O Alasca, conhecido por sua beleza selvagem e paisagens gélidas, escondeu por anos um horror inimaginável. Em 1983, as ruas de Anchorage testemunharam uma cena de desespero e coragem: Cindy Paulson, uma jovem de apenas 17 anos, corria algemada, lutando pela própria vida. Ela foi encontrada por Robert Yount, um caminhoneiro que, chocado com a situação, a acolheu e prontamente alertou as autoridades. O relato de Cindy seria o fio condutor para desvendar um dos mais brutais casos de serial killer da história americana: o de Robert Hansen.
A história de Paulson era aterradora. Sequestrada sob a mira de uma arma, ela foi acorrentada e submetida a atos de violência indizíveis nas mãos de seu captor. Este homem, Robert Hansen, um padeiro com uma vida aparentemente normal, escondia uma mente perversa e um passatempo macabro. Longe dos olhos da sociedade, na vasta e inóspita selva do Alasca, Hansen transformava a paisagem em um palco de caça humana.
Sua tática era doentia: ele sequestrava mulheres, muitas delas marginalizadas e com pouca visibilidade social, as levava para sua cabana isolada de caça, e lá, despidas de qualquer dignidade ou esperança, as soltava na natureza selvagem. Seu objetivo era um jogo sádico: caçá-las como animais, um tormento que podia se estender por dias a fio.
A fuga de Cindy Paulson foi um milagre de audácia e timing. Presa no porão de Hansen, ela aguardou o momento certo. Enquanto ele estava distraído, Cindy viu sua chance, correu desesperadamente pela liberdade e conseguiu alcançar a estrada, onde encontrou seu salvador. Sua coragem não apenas a salvou, mas viria a desmantelar a fachada de normalidade que Hansen mantinha.
Por muito tempo, Robert Hansen operou nas sombras. Apesar do desaparecimento de várias mulheres e da descoberta de corpos próximos à sua propriedade, a polícia não conseguia conectar os pontos. Hansen, com sua postura calma e álibis convenientes, sempre conseguiu desviar as suspeitas. A ausência de evidências concretas permitiu que o predador continuasse à solta.

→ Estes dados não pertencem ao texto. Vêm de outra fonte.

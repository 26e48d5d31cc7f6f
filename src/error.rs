//! Public error type for flymap.
//!
//! This module wraps the engine crates' error and presents a stable surface
//! to users.

use thiserror::Error;

/// All flymap errors.
#[derive(Debug, Error)]
pub enum Error {
    /// A segment ran out of room; the entry being written is unchanged
    #[error("out of memory: requested {requested} bytes, segment limit is {limit} bytes")]
    OutOfMemory {
        /// Bytes requested from the segment
        requested: usize,
        /// Segment byte limit
        limit: usize,
    },

    /// Invalid configuration or unresolvable codec, reported at construction
    #[error("configuration error: {0}")]
    Config(String),

    /// Stored bytes did not decode as the expected type
    #[error("codec error: {0}")]
    Codec(String),

    /// Bounded value overflow
    #[error("capacity exceeded: {len} bytes does not fit in {capacity}")]
    Capacity {
        /// Attempted length
        len: usize,
        /// Layout capacity
        capacity: usize,
    },

    /// The map has been closed
    #[error("map is closed")]
    Closed,

    /// Close refused while operations or contexts are active
    #[error("map is busy: {0} active operation(s)")]
    Busy(usize),

    /// I/O error while loading configuration
    #[error("I/O error: {0}")]
    Io(#[from] std::io::Error),

    /// Configuration could not be parsed
    #[error("serialization error: {0}")]
    Serialization(String),
}

/// Result type for flymap operations.
pub type Result<T> = std::result::Result<T, Error>;

impl Error {
    /// Check if the map was closed.
    pub fn is_closed(&self) -> bool {
        matches!(self, Error::Closed)
    }

    /// Check if a segment ran out of memory.
    pub fn is_out_of_memory(&self) -> bool {
        matches!(self, Error::OutOfMemory { .. })
    }

    /// Check if this is a construction-time configuration error.
    pub fn is_config(&self) -> bool {
        matches!(self, Error::Config(_))
    }

    /// Check if the operation may succeed once contexts are released.
    pub fn is_busy(&self) -> bool {
        matches!(self, Error::Busy(_))
    }
}

// Convert from engine errors
impl From<flymap_core::Error> for Error {
    fn from(e: flymap_core::Error) -> Self {
        use flymap_core::Error as CoreError;
        match e {
            CoreError::OutOfMemory { requested, limit } => Error::OutOfMemory { requested, limit },
            CoreError::Config(msg) => Error::Config(msg),
            CoreError::UnknownCodec(tag) => {
                Error::Config(format!("no codec registered for {}", tag))
            }
            CoreError::Codec(msg) => Error::Codec(msg),
            CoreError::Capacity { len, capacity } => Error::Capacity { len, capacity },
            CoreError::Closed => Error::Closed,
            CoreError::Busy(active) => Error::Busy(active),
        }
    }
}

// Convert from serde_json errors
impl From<serde_json::Error> for Error {
    fn from(e: serde_json::Error) -> Self {
        Error::Serialization(e.to_string())
    }
}
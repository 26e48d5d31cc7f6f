//! The `flyweight!` generator

/// Generate a fixed-layout flyweight struct.
///
/// Each field gets a getter and a setter; numeric fields may also name an
/// "add and return" mutator. Fields are laid out in declaration order with
/// no padding, each in its little-endian transcription.
///
/// ```ignore
/// flymap_storage::flyweight! {
///     /// Position in a grid
///     pub struct Cell(TypeTag::Bean("Cell")) {
///         row: i32 => get_row, set_row, add_row;
///         col: i32 => get_col, set_col;
///         live: bool => is_live, set_live;
///     }
/// }
/// ```
///
/// The generated type supports both modes: `new_direct()` instances alias
/// entry bytes while bound, `new_heap()` instances hold their own copy.
/// Unbound instances of either mode use a local buffer.
#[macro_export]
macro_rules! flyweight {
    (
        $(#[$meta:meta])*
        $vis:vis struct $name:ident($tag:expr) {
            $(
                $(#[$fmeta:meta])*
                $field:ident : $ty:ty => $get:ident, $set:ident $(, $add:ident)?
            );+ $(;)?
        }
    ) => {
        $(#[$meta])*
        $vis struct $name {
            mode: $crate::__private::ValueMode,
            local: [u8; 0 $(+ <$ty as $crate::__private::Primitive>::SIZE)+],
            binding: ::std::option::Option<$crate::Binding>,
        }

        const _: () = {
            #[allow(unused_imports)]
            use $crate::__private::{Data, Error, Layout, Numeric, Primitive, Result, TypeTag, ValueMode};
            use $crate::{Binding, ExclusiveEntry, Flyweight, SharedEntry};

            #[allow(non_camel_case_types, dead_code)]
            #[derive(Clone, Copy)]
            enum Field {
                $($field),+
            }

            const SIZES: &[usize] = &[$(<$ty as Primitive>::SIZE),+];

            const fn offset(field: Field) -> usize {
                let idx = field as usize;
                let mut acc = 0;
                let mut i = 0;
                while i < idx {
                    acc += SIZES[i];
                    i += 1;
                }
                acc
            }

            impl $name {
                /// Encoded size in bytes
                pub const SIZE: usize = 0 $(+ <$ty as Primitive>::SIZE)+;

                /// Instance that aliases entry bytes while bound
                pub fn new_direct() -> Self {
                    Self {
                        mode: ValueMode::Direct,
                        local: [0; 0 $(+ <$ty as Primitive>::SIZE)+],
                        binding: None,
                    }
                }

                /// Instance that keeps a private copy
                pub fn new_heap() -> Self {
                    Self {
                        mode: ValueMode::Heap,
                        local: [0; 0 $(+ <$ty as Primitive>::SIZE)+],
                        binding: None,
                    }
                }

                /// Current bytes: the bound entry, or the local buffer
                pub fn as_bytes(&self) -> &[u8] {
                    match &self.binding {
                        Some(binding) => binding.bytes(),
                        None => &self.local,
                    }
                }

                fn as_bytes_mut(&mut self) -> &mut [u8] {
                    debug_assert!(
                        !matches!(self.binding, Some(Binding::Shared(_))),
                        "write through a read-only binding"
                    );
                    if let Some(Binding::Exclusive(entry)) = &mut self.binding {
                        return entry.bytes_mut();
                    }
                    &mut self.local
                }

                $(
                    #[doc = concat!("`", stringify!($field), "`")]
                    $(#[$fmeta])*
                    pub fn $get(&self) -> $ty {
                        let at = offset(Field::$field);
                        <$ty as Primitive>::load(&self.as_bytes()[at..at + <$ty as Primitive>::SIZE])
                    }

                    #[doc = concat!("Set `", stringify!($field), "`")]
                    pub fn $set(&mut self, value: $ty) {
                        let at = offset(Field::$field);
                        value.store(&mut self.as_bytes_mut()[at..at + <$ty as Primitive>::SIZE]);
                    }

                    $(
                        #[doc = concat!("Add `delta` to `", stringify!($field), "` and return the new value")]
                        pub fn $add(&mut self, delta: <$ty as Numeric>::Delta) -> $ty {
                            let value = self.$get().add_delta(delta);
                            self.$set(value);
                            value
                        }
                    )?
                )+
            }

            impl Data for $name {
                const TYPE_TAG: TypeTag = $tag;
                const LAYOUT: Layout = Layout::Fixed(<$name>::SIZE);

                fn encoded_len(&self) -> usize {
                    Self::SIZE
                }

                fn write_to(&self, out: &mut Vec<u8>) -> Result<()> {
                    out.extend_from_slice(self.as_bytes());
                    Ok(())
                }

                fn read_from(input: &mut &[u8]) -> Result<Self> {
                    let bytes = $crate::__private::take(input, Self::SIZE)?;
                    let mut value = Self::new_heap();
                    value.local.copy_from_slice(bytes);
                    Ok(value)
                }

                fn zero() -> Self {
                    Self::new_heap()
                }

                fn decode_into(&mut self, bytes: &[u8]) -> Result<()> {
                    if bytes.len() != Self::SIZE {
                        return Err(Error::Codec(format!(
                            "{} expects {} bytes, got {}",
                            stringify!($name),
                            Self::SIZE,
                            bytes.len()
                        )));
                    }
                    self.as_bytes_mut().copy_from_slice(bytes);
                    Ok(())
                }
            }

            impl Flyweight for $name {
                fn mode(&self) -> ValueMode {
                    self.mode
                }

                fn bind_shared(&mut self, entry: SharedEntry) -> Result<Option<SharedEntry>> {
                    match self.mode {
                        ValueMode::Heap => $crate::flyweight::decode_shared(self, entry),
                        ValueMode::Direct => {
                            check_len(entry.bytes())?;
                            self.binding = Some(Binding::Shared(entry));
                            Ok(None)
                        }
                    }
                }

                fn bind_exclusive(&mut self, entry: ExclusiveEntry) -> Result<Option<ExclusiveEntry>> {
                    match self.mode {
                        ValueMode::Heap => $crate::flyweight::decode_exclusive(self, entry),
                        ValueMode::Direct => {
                            check_len(entry.bytes())?;
                            self.binding = Some(Binding::Exclusive(entry));
                            Ok(None)
                        }
                    }
                }

                fn commit(&self, entry: &mut ExclusiveEntry) -> Result<()> {
                    match self.mode {
                        ValueMode::Heap => $crate::flyweight::encode_into(self, entry),
                        // writes already landed in the entry
                        ValueMode::Direct => Ok(()),
                    }
                }

                fn unbind(&mut self) {
                    if let Some(binding) = self.binding.take() {
                        self.local.copy_from_slice(binding.bytes());
                    }
                }

                fn is_bound(&self) -> bool {
                    self.binding.is_some()
                }
            }

            fn check_len(bytes: &[u8]) -> Result<()> {
                if bytes.len() != <$name>::SIZE {
                    return Err(Error::Codec(format!(
                        "{} expects {} bytes, entry holds {}",
                        stringify!($name),
                        <$name>::SIZE,
                        bytes.len()
                    )));
                }
                Ok(())
            }

            impl Default for $name {
                fn default() -> Self {
                    Self::new_heap()
                }
            }

            impl Clone for $name {
                /// Unbound copy with the same mode and content
                fn clone(&self) -> Self {
                    let mut copy = Self {
                        mode: self.mode,
                        local: [0; 0 $(+ <$ty as Primitive>::SIZE)+],
                        binding: None,
                    };
                    copy.local.copy_from_slice(self.as_bytes());
                    copy
                }
            }

            impl PartialEq for $name {
                fn eq(&self, other: &Self) -> bool {
                    self.as_bytes() == other.as_bytes()
                }
            }

            impl ::std::fmt::Debug for $name {
                fn fmt(&self, f: &mut ::std::fmt::Formatter<'_>) -> ::std::fmt::Result {
                    f.debug_struct(stringify!($name))
                        $(.field(stringify!($field), &self.$get()))+
                        .finish()
                }
            }

            impl ::std::fmt::Display for $name {
                fn fmt(&self, f: &mut ::std::fmt::Formatter<'_>) -> ::std::fmt::Result {
                    ::std::fmt::Debug::fmt(self, f)
                }
            }
        };
    };
}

A virada no caso veio com a intervenção do FBI. Especialistas em perfil comportamental traçaram um retrato do assassino que apontava inequivocamente para Hansen. Munida dessa nova perspicácia e do testemunho crucial de Paulson, a Polícia de Anchorage obteve um mandado de busca para as propriedades do padeiro.
O que se seguiu foi a revelação do horror. A busca encontrou evidências irrefutáveis: um mapa meticulosamente marcado com os locais onde os corpos foram encontrados, objetos pessoais pertencentes às vítimas e um arsenal de armas de fogo. Confrontado com a montanha de provas, a fachada de Hansen ruiu. Ele confessou uma série de crimes hediondos que remontavam a 1971.
A confissão de Robert Hansen marcou o fim de um capítulo sombrio na história do Alasca. Sua condenação foi severa: 461 anos de prisão, sem possibilidade de liberdade condicional. O reino de terror do "serial killer caçador", caracterizado por uma grotesca mistura de predação e perversão, foi finalmente encerrado, trazendo à tona uma narrativa que por anos atormentou a selva do Alasca.
A terrível história de Robert Hansen foi adaptada para o cinema no filme "Sangue no Gelo" (The Frozen Ground), um lembrete vívido da escuridão que pode se esconder por trás de uma fachada comum.